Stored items
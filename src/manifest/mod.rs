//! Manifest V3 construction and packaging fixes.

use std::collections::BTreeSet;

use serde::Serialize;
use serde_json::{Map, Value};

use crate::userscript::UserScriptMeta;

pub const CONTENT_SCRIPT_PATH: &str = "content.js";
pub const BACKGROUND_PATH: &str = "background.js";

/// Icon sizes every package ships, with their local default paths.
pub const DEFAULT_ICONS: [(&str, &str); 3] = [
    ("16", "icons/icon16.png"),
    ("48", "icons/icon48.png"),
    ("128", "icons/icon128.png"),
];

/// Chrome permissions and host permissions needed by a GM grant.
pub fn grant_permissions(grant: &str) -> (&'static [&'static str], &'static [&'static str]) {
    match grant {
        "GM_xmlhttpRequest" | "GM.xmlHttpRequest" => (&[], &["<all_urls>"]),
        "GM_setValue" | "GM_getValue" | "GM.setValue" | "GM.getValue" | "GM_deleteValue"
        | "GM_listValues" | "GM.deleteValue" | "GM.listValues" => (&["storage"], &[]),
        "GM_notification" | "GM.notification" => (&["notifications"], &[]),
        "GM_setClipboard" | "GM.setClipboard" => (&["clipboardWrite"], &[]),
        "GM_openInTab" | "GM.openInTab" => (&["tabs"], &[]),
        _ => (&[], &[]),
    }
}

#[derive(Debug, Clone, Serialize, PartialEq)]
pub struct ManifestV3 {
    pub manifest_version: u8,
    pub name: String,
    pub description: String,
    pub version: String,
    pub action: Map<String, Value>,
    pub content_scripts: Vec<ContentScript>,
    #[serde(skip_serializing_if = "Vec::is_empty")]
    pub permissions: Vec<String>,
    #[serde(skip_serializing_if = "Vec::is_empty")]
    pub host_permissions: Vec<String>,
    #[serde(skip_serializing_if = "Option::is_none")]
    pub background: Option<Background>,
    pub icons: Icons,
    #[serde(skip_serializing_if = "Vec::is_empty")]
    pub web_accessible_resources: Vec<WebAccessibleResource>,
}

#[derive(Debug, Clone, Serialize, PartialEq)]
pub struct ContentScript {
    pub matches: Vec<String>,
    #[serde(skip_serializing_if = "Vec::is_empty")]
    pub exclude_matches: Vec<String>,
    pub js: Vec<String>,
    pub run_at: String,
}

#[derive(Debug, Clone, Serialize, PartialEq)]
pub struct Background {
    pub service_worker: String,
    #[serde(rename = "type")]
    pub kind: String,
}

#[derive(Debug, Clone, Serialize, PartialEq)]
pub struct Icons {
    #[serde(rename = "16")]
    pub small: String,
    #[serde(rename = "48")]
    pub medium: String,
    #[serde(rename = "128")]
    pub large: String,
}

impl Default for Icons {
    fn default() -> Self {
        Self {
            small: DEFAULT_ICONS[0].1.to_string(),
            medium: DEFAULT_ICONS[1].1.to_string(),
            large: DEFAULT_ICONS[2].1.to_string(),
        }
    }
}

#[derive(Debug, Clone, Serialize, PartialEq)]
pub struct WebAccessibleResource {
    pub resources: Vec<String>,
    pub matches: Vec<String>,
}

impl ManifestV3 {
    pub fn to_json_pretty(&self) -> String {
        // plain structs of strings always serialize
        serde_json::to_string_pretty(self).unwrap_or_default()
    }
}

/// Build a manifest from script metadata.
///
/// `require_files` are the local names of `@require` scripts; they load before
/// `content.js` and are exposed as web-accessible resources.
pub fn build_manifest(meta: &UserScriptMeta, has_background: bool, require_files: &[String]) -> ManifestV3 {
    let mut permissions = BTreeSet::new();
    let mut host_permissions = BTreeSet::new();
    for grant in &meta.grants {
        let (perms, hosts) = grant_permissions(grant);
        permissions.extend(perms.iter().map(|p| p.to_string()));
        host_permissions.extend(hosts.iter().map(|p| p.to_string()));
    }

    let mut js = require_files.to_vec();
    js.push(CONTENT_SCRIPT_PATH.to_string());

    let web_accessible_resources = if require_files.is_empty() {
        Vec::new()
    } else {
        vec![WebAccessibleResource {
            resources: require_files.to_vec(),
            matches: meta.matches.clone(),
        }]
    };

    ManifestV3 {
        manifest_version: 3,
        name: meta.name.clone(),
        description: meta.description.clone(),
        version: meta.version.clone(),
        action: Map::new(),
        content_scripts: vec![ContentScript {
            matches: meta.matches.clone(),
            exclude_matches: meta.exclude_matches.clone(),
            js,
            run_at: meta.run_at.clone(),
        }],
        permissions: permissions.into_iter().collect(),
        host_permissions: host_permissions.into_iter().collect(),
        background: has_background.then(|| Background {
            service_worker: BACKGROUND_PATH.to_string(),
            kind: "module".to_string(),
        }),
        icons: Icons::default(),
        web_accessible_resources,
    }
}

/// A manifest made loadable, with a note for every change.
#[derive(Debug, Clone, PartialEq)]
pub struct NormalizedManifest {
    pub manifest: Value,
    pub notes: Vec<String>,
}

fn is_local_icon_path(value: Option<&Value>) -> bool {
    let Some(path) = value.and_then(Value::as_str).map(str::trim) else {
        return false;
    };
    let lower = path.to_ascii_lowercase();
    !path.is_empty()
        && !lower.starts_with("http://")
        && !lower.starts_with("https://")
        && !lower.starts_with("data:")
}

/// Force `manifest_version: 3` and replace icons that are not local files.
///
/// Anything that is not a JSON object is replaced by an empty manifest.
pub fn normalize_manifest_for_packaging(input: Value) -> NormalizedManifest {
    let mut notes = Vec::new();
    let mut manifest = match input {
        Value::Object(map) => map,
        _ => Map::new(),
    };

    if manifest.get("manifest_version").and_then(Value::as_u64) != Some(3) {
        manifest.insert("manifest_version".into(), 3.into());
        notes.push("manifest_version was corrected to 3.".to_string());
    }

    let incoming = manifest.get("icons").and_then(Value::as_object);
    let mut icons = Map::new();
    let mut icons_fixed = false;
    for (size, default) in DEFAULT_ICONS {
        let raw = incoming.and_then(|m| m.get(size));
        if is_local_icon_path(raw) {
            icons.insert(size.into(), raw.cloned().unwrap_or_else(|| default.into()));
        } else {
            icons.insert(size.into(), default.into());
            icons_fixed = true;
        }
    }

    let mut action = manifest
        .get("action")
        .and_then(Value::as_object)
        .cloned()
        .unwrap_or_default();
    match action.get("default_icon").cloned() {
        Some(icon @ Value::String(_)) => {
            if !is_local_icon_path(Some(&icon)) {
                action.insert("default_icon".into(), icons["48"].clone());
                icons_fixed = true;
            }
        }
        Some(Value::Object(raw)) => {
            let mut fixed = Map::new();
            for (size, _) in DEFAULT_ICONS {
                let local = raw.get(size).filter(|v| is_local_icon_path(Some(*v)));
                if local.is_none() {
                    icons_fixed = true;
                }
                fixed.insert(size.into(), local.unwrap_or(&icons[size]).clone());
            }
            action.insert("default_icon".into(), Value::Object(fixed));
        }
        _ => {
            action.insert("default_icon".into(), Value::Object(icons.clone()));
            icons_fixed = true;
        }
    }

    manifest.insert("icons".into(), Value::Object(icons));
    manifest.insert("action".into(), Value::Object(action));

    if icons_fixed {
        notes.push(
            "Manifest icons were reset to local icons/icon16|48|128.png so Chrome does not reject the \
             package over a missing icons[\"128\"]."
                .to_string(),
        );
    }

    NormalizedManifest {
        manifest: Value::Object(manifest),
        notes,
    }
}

▶ [What the task asks]: Using the exact wording, transcribe all the records above.

▶ [Task output]:
filename src/manifest/mod.rs
//! Manifest V3 construction and packaging fixes.

use std::collections::BTreeSet;

use serde::Serialize;
use serde_json::{Map, Value};

use crate::userscript::UserScriptMeta;

pub const CONTENT_SCRIPT_PATH: &str = "content.js";
pub const BACKGROUND_PATH: &str = "background.js";

/// Icon sizes every package ships, with their local default paths.
pub const DEFAULT_ICONS: [(&str, &str); 3] = [
    ("16", "icons/icon16.png"),
    ("48", "icons/icon48.png"),
    ("128", "icons/icon128.png"),
];

/// Chrome permissions and host permissions needed by a GM grant.
pub fn grant_permissions(grant: &str) -> (&'static [&'static str], &'static [&'static str]) {
    match grant {
        "GM_xmlhttpRequest" | "GM.xmlHttpRequest" => (&[], &["<all_urls>"]),
        "GM_setValue" | "GM_getValue" | "GM.setValue" | "GM.getValue" | "GM_deleteValue"
        | "GM_listValues" | "GM.deleteValue" | "GM.listValues" => (&["storage"], &[]),
        "GM_notification" | "GM.notification" => (&["notifications"], &[]),
        "GM_setClipboard" | "GM.setClipboard" => (&["clipboardWrite"], &[]),
        "GM_openInTab" | "GM.openInTab" => (&["tabs"], &[]),
        _ => (&[], &[]),
    }
}

#[derive(Debug, Clone, Serialize, PartialEq)]
pub struct ManifestV3 {
    pub manifest_version: u8,
    pub name: String,
    pub description: String,
    pub version: String,
    pub action: Map<String, Value>,
    pub content_scripts: Vec<ContentScript>,
    #[serde(skip_serializing_if = "Vec::is_empty")]
    pub permissions: Vec<String>,
    #[serde(skip_serializing_if = "Vec::is_empty")]
    pub host_permissions: Vec<String>,
    #[serde(skip_serializing_if = "Option::is_none")]
    pub background: Option<Background>,
    pub icons: Icons,
    #[serde(skip_serializing_if = "Vec::is_empty")]
    pub web_accessible_resources: Vec<WebAccessibleResource>,
}

#[derive(Debug, Clone, Serialize, PartialEq)]
pub struct ContentScript {
    pub matches: Vec<String>,
    #[serde(skip_serializing_if = "Vec::is_empty")]
    pub exclude_matches: Vec<String>,
    pub js: Vec<String>,
    pub run_at: String,
}

#[derive(Debug, Clone, Serialize, PartialEq)]
pub struct Background {
    pub service_worker: String,
    #[serde(rename = "type")]
    pub kind: String,
}

#[derive(Debug, Clone, Serialize, PartialEq)]
pub struct Icons {
    #[serde(rename = "16")]
    pub small: String,
    #[serde(rename = "48")]
    pub medium: String,
    #[serde(rename = "128")]
    pub large: String,
}

impl Default for Icons {
    fn default() -> Self {
        Self {
            small: DEFAULT_ICONS[0].1.to_string(),
            medium: DEFAULT_ICONS[1].1.to_string(),
            large: DEFAULT_ICONS[2].1.to_string(),
        }
    }
}

#[derive(Debug, Clone, Serialize, PartialEq)]
pub struct WebAccessibleResource {
    pub resources: Vec<String>,
    pub matches: Vec<String>,
}

impl ManifestV3 {
    pub fn to_json_pretty(&self) -> String {
        // plain structs of strings always serialize
        serde_json::to_string_pretty(self).unwrap_or_default()
    }
}

/// Build a manifest from script metadata.
///
/// `require_files` are the local names of `@require` scripts; they load before
/// `content.js` and are exposed as web-accessible resources.
pub fn build_manifest(meta: &UserScriptMeta, has_background: bool, require_files: &[String]) -> ManifestV3 {
    let mut permissions = BTreeSet::new();
    let mut host_permissions = BTreeSet::new();
    for grant in &meta.grants {
        let (perms, hosts) = grant_permissions(grant);
        permissions.extend(perms.iter().map(|p| p.to_string()));
        host_permissions.extend(hosts.iter().map(|p| p.to_string()));
    }

    let mut js = require_files.to_vec();
    js.push(CONTENT_SCRIPT_PATH.to_string());

    let web_accessible_resources = if require_files.is_empty() {
        Vec::new()
    } else {
        vec![WebAccessibleResource {
            resources: require_files.to_vec(),
            matches: meta.matches.clone(),
        }]
    };

    ManifestV3 {
        manifest_version: 3,
        name: meta.name.clone(),
        description: meta.description.clone(),
        version: meta.version.clone(),
        action: Map::new(),
        content_scripts: vec![ContentScript {
            matches: meta.matches.clone(),
            exclude_matches: meta.exclude_matches.clone(),
            js,
            run_at: meta.run_at.clone(),
        }],
        permissions: permissions.into_iter().collect(),
        host_permissions: host_permissions.into_iter().collect(),
        background: has_background.then(|| Background {
            service_worker: BACKGROUND_PATH.to_string(),
            kind: "module".to_string(),
        }),
        icons: Icons::default(),
        web_accessible_resources,
    }
}

/// A manifest made loadable, with a note for every change.
#[derive(Debug, Clone, PartialEq)]
pub struct NormalizedManifest {
    pub manifest: Value,
    pub notes: Vec<String>,
}

fn is_local_icon_path(value: Option<&Value>) -> bool {
    let Some(path) = value.and_then(Value::as_str).map(str::trim) else {
        return false;
    };
    let lower = path.to_ascii_lowercase();
    !path.is_empty()
        && !lower.starts_with("http://")
        && !lower.starts_with("https://")
        && !lower.starts_with("data:")
}

/// Force `manifest_version: 3` and replace icons that are not local files.
///
/// Anything that is not a JSON object is replaced by an empty manifest.
pub fn normalize_manifest_for_packaging(input: Value) -> NormalizedManifest {
    let mut notes = Vec::new();
    let mut manifest = match input {
        Value::Object(map) => map,
        _ => Map::new(),
    };

    if manifest.get("manifest_version").and_then(Value::as_u64) != Some(3) {
        manifest.insert("manifest_version".into(), 3.into());
        notes.push("manifest_version was corrected to 3.".to_string());
    }

    let incoming = manifest.get("icons").and_then(Value::as_object);
    let mut icons = Map::new();
    let mut icons_fixed = false;
    for (size, default) in DEFAULT_ICONS {
        let raw = incoming.and_then(|m| m.get(size));
        if is_local_icon_path(raw) {
            icons.insert(size.into(), raw.cloned().unwrap_or_else(|| default.into()));
        } else {
            icons.insert(size.into(), default.into());
            icons_fixed = true;
        }
    }

    let mut action = manifest
        .get("action")
        .and_then(Value::as_object)
        .cloned()
        .unwrap_or_default();
    match action.get("default_icon").cloned() {
        Some(icon @ Value::String(_)) => {
            if !is_local_icon_path(Some(&icon)) {
                action.insert("default_icon".into(), icons["48"].clone());
                icons_fixed = true;
            }
        }
        Some(Value::Object(raw)) => {
            let mut fixed = Map::new();
            for (size, _) in DEFAULT_ICONS {
                let local = raw.get(size).filter(|v| is_local_icon_path(Some(*v)));
                if local.is_none() {
                    icons_fixed = true;
                }
                fixed.insert(size.into(), local.unwrap_or(&icons[size]).clone());
            }
            action.insert("default_icon".into(), Value::Object(fixed));
        }
        _ => {
            action.insert("default_icon".into(), Value::Object(icons.clone()));
            icons_fixed = true;
        }
    }

    manifest.insert("icons".into(), Value::Object(icons));
    manifest.insert("action".into(), Value::Object(action));

    if icons_fixed {
        notes.push(
            "Manifest icons were reset to local icons/icon16|48|128.png so Chrome does not reject the \
             package over a missing icons[\"128\"]."
                .to_string(),
        );
    }

    NormalizedManifest {
        manifest: Value::Object(manifest),
        notes,
    }
}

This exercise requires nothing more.